▶ _WHAT THE TASK REQUIRES_
Reproduce the records word for word, with nothing left out.

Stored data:
Segment Open

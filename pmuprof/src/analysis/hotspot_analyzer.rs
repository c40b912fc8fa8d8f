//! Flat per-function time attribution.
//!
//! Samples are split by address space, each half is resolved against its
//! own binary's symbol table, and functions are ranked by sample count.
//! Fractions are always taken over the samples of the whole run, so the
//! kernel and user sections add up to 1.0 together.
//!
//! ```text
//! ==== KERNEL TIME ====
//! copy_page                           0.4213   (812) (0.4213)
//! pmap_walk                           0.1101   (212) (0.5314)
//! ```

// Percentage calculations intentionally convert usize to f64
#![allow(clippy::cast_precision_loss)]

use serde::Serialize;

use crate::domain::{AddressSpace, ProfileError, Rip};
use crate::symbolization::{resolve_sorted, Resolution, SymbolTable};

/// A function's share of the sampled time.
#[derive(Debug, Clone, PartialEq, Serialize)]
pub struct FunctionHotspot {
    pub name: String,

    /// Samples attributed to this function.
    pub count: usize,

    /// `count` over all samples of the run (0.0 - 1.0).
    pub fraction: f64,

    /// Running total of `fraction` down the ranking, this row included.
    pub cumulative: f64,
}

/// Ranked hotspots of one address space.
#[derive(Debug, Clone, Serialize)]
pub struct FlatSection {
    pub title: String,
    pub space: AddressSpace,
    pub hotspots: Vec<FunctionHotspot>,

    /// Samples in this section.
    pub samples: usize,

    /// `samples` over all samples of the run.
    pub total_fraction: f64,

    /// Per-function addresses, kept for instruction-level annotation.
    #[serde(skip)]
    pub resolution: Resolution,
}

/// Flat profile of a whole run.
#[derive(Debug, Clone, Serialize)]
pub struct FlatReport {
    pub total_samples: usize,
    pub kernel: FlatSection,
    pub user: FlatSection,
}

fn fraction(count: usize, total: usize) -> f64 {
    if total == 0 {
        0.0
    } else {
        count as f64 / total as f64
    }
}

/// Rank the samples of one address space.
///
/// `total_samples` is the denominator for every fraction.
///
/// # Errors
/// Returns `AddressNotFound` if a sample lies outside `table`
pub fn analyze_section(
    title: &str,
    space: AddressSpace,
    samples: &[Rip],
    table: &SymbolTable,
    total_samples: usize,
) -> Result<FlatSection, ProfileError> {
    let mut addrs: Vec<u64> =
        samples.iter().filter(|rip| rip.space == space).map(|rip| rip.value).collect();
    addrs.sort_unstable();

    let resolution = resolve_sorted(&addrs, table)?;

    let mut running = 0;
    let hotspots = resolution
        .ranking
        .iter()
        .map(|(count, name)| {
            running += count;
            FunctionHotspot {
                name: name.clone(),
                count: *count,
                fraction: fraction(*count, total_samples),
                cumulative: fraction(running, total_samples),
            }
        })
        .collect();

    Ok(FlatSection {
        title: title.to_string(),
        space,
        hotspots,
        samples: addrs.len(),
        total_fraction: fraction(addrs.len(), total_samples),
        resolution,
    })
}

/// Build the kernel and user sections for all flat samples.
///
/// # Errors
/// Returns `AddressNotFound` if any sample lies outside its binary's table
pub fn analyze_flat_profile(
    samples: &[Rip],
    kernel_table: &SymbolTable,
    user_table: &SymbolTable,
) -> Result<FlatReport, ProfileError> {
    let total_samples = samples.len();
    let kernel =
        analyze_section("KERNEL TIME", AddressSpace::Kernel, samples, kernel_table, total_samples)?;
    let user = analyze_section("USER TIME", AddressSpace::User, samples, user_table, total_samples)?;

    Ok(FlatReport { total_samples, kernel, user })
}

Segment Closed

▶ _WRITTEN RESPONSE_
filename pmuprof/src/analysis/hotspot_analyzer.rs
repository c40b912fc8fa8d8f
//! Flat per-function time attribution.
//!
//! Samples are split by address space, each half is resolved against its
//! own binary's symbol table, and functions are ranked by sample count.
//! Fractions are always taken over the samples of the whole run, so the
//! kernel and user sections add up to 1.0 together.
//!
//! ```text
//! ==== KERNEL TIME ====
//! copy_page                           0.4213   (812) (0.4213)
//! pmap_walk                           0.1101   (212) (0.5314)
//! ```

// Percentage calculations intentionally convert usize to f64
#![allow(clippy::cast_precision_loss)]

use serde::Serialize;

use crate::domain::{AddressSpace, ProfileError, Rip};
use crate::symbolization::{resolve_sorted, Resolution, SymbolTable};

/// A function's share of the sampled time.
#[derive(Debug, Clone, PartialEq, Serialize)]
pub struct FunctionHotspot {
    pub name: String,

    /// Samples attributed to this function.
    pub count: usize,

    /// `count` over all samples of the run (0.0 - 1.0).
    pub fraction: f64,

    /// Running total of `fraction` down the ranking, this row included.
    pub cumulative: f64,
}

/// Ranked hotspots of one address space.
#[derive(Debug, Clone, Serialize)]
pub struct FlatSection {
    pub title: String,
    pub space: AddressSpace,
    pub hotspots: Vec<FunctionHotspot>,

    /// Samples in this section.
    pub samples: usize,

    /// `samples` over all samples of the run.
    pub total_fraction: f64,

    /// Per-function addresses, kept for instruction-level annotation.
    #[serde(skip)]
    pub resolution: Resolution,
}

/// Flat profile of a whole run.
#[derive(Debug, Clone, Serialize)]
pub struct FlatReport {
    pub total_samples: usize,
    pub kernel: FlatSection,
    pub user: FlatSection,
}

fn fraction(count: usize, total: usize) -> f64 {
    if total == 0 {
        0.0
    } else {
        count as f64 / total as f64
    }
}

/// Rank the samples of one address space.
///
/// `total_samples` is the denominator for every fraction.
///
/// # Errors
/// Returns `AddressNotFound` if a sample lies outside `table`
pub fn analyze_section(
    title: &str,
    space: AddressSpace,
    samples: &[Rip],
    table: &SymbolTable,
    total_samples: usize,
) -> Result<FlatSection, ProfileError> {
    let mut addrs: Vec<u64> =
        samples.iter().filter(|rip| rip.space == space).map(|rip| rip.value).collect();
    addrs.sort_unstable();

    let resolution = resolve_sorted(&addrs, table)?;

    let mut running = 0;
    let hotspots = resolution
        .ranking
        .iter()
        .map(|(count, name)| {
            running += count;
            FunctionHotspot {
                name: name.clone(),
                count: *count,
                fraction: fraction(*count, total_samples),
                cumulative: fraction(running, total_samples),
            }
        })
        .collect();

    Ok(FlatSection {
        title: title.to_string(),
        space,
        hotspots,
        samples: addrs.len(),
        total_fraction: fraction(addrs.len(), total_samples),
        resolution,
    })
}

/// Build the kernel and user sections for all flat samples.
///
/// # Errors
/// Returns `AddressNotFound` if any sample lies outside its binary's table
pub fn analyze_flat_profile(
    samples: &[Rip],
    kernel_table: &SymbolTable,
    user_table: &SymbolTable,
) -> Result<FlatReport, ProfileError> {
    let total_samples = samples.len();
    let kernel =
        analyze_section("KERNEL TIME", AddressSpace::Kernel, samples, kernel_table, total_samples)?;
    let user = analyze_section("USER TIME", AddressSpace::User, samples, user_table, total_samples)?;

    Ok(FlatReport { total_samples, kernel, user })
}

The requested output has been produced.